- _INPUT DATA_:
-----
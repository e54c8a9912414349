//! In-process backend that records every call

use std::collections::{BTreeMap, HashMap, VecDeque};
use std::sync::{Mutex, MutexGuard, PoisonError};
use std::time::Duration;

use async_trait::async_trait;
use ce_challenge::{PersistableChallenge, Resource, ResourcePayload};
use uuid::Uuid;

use crate::client::{ChallengeApi, ChallengeRecord};
use crate::error::{ApiError, Result};

/// The four collaborator operations.
#[derive(Debug, Clone, Copy, PartialEq, Eq, Hash)]
pub enum ApiOperation {
    CreateChallenge,
    UpdateChallenge,
    CreateResource,
    DeleteResource,
}

/// One outbound call, as the backend saw it.
#[derive(Debug, Clone, PartialEq)]
pub enum ApiCall {
    CreateChallenge(PersistableChallenge),
    UpdateChallenge {
        challenge_id: String,
        payload: PersistableChallenge,
    },
    CreateResource(ResourcePayload),
    DeleteResource(ResourcePayload),
}

impl ApiCall {
    pub fn operation(&self) -> ApiOperation {
        match self {
            ApiCall::CreateChallenge(_) => ApiOperation::CreateChallenge,
            ApiCall::UpdateChallenge { .. } => ApiOperation::UpdateChallenge,
            ApiCall::CreateResource(_) => ApiOperation::CreateResource,
            ApiCall::DeleteResource(_) => ApiOperation::DeleteResource,
        }
    }
}

#[derive(Default)]
struct MemoryState {
    challenges: BTreeMap<String, PersistableChallenge>,
    resources: Vec<Resource>,
    calls: Vec<ApiCall>,
    failures: HashMap<ApiOperation, VecDeque<ApiError>>,
}

/// Backend kept in memory.
///
/// Used for offline runs (`ce launch --dry-run`) and as the collaborator
/// in editor tests: it records calls in order, can be told to fail the
/// next call of a given kind, and can hold every call for a fixed latency
/// so overlapping saves are observable.
pub struct MemoryChallengeApi {
    state: Mutex<MemoryState>,
    latency: Option<Duration>,
}

impl MemoryChallengeApi {
    pub fn new() -> Self {
        Self {
            state: Mutex::new(MemoryState::default()),
            latency: None,
        }
    }

    /// Hold every call for `latency` before answering.
    pub fn with_latency(mut self, latency: Duration) -> Self {
        self.latency = Some(latency);
        self
    }

    /// Start with an existing role assignment.
    pub fn with_resource(self, resource: Resource) -> Self {
        self.state().resources.push(resource);
        self
    }

    /// Make the next call of kind `operation` fail with `error`.
    pub fn fail_next(&self, operation: ApiOperation, error: ApiError) {
        self.state()
            .failures
            .entry(operation)
            .or_default()
            .push_back(error);
    }

    /// Every call received so far, in order.
    pub fn calls(&self) -> Vec<ApiCall> {
        self.state().calls.clone()
    }

    /// Calls of one kind, in order.
    pub fn calls_of(&self, operation: ApiOperation) -> Vec<ApiCall> {
        self.state()
            .calls
            .iter()
            .filter(|call| call.operation() == operation)
            .cloned()
            .collect()
    }

    /// Current role assignments.
    pub fn resources(&self) -> Vec<Resource> {
        self.state().resources.clone()
    }

    /// Last stored payload for a challenge.
    pub fn challenge(&self, challenge_id: &str) -> Option<PersistableChallenge> {
        self.state().challenges.get(challenge_id).cloned()
    }

    fn state(&self) -> MutexGuard<'_, MemoryState> {
        self.state.lock().unwrap_or_else(PoisonError::into_inner)
    }

    /// Record the call, wait out the latency, then pop an injected failure.
    async fn receive(&self, call: ApiCall) -> Result<()> {
        let operation = call.operation();
        self.state().calls.push(call);
        if let Some(latency) = self.latency {
            tokio::time::sleep(latency).await;
        }
        let failure = self
            .state()
            .failures
            .get_mut(&operation)
            .and_then(VecDeque::pop_front);
        match failure {
            Some(error) => Err(error),
            None => Ok(()),
        }
    }
}

impl Default for MemoryChallengeApi {
    fn default() -> Self {
        Self::new()
    }
}

#[async_trait]
impl ChallengeApi for MemoryChallengeApi {
    async fn create_challenge(&self, payload: &PersistableChallenge) -> Result<ChallengeRecord> {
        self.receive(ApiCall::CreateChallenge(payload.clone())).await?;
        let id = Uuid::new_v4().to_string();
        tracing::debug!("MemoryChallengeApi: created challenge {}", id);
        self.state().challenges.insert(id.clone(), payload.clone());
        Ok(ChallengeRecord::new(id))
    }

    async fn update_challenge(
        &self,
        payload: &PersistableChallenge,
        challenge_id: &str,
    ) -> Result<ChallengeRecord> {
        self.receive(ApiCall::UpdateChallenge {
            challenge_id: challenge_id.to_string(),
            payload: payload.clone(),
        })
        .await?;
        self.state()
            .challenges
            .insert(challenge_id.to_string(), payload.clone());
        Ok(ChallengeRecord::new(challenge_id))
    }

    async fn create_resource(&self, payload: &ResourcePayload) -> Result<Resource> {
        self.receive(ApiCall::CreateResource(payload.clone())).await?;
        let resource = payload.clone().into_resource(Some(Uuid::new_v4().to_string()));
        self.state().resources.push(resource.clone());
        Ok(resource)
    }

    async fn delete_resource(&self, payload: &ResourcePayload) -> Result<()> {
        self.receive(ApiCall::DeleteResource(payload.clone())).await?;
        let mut state = self.state();
        let before = state.resources.len();
        state.resources.retain(|resource| resource.payload() != *payload);
        if state.resources.len() == before {
            return Err(ApiError::NotFound(format!(
                "resource {} for {}",
                payload.role_id, payload.member_handle
            )));
        }
        Ok(())
    }

    fn name(&self) -> &str {
        "memory"
    }
}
-----
- _REQUIREMENT_: Taking the records above, retype every line from the one with "self.state().calls.clone()" down to the one with "Current role assignments.", exactly and with nothing else.

- _THE ANSWER_:
        self.state().calls.clone()
    }

    /// Calls of one kind, in order.
    pub fn calls_of(&self, operation: ApiOperation) -> Vec<ApiCall> {
        self.state()
            .calls
            .iter()
            .filter(|call| call.operation() == operation)
            .cloned()
            .collect()
    }

    /// Current role assignments.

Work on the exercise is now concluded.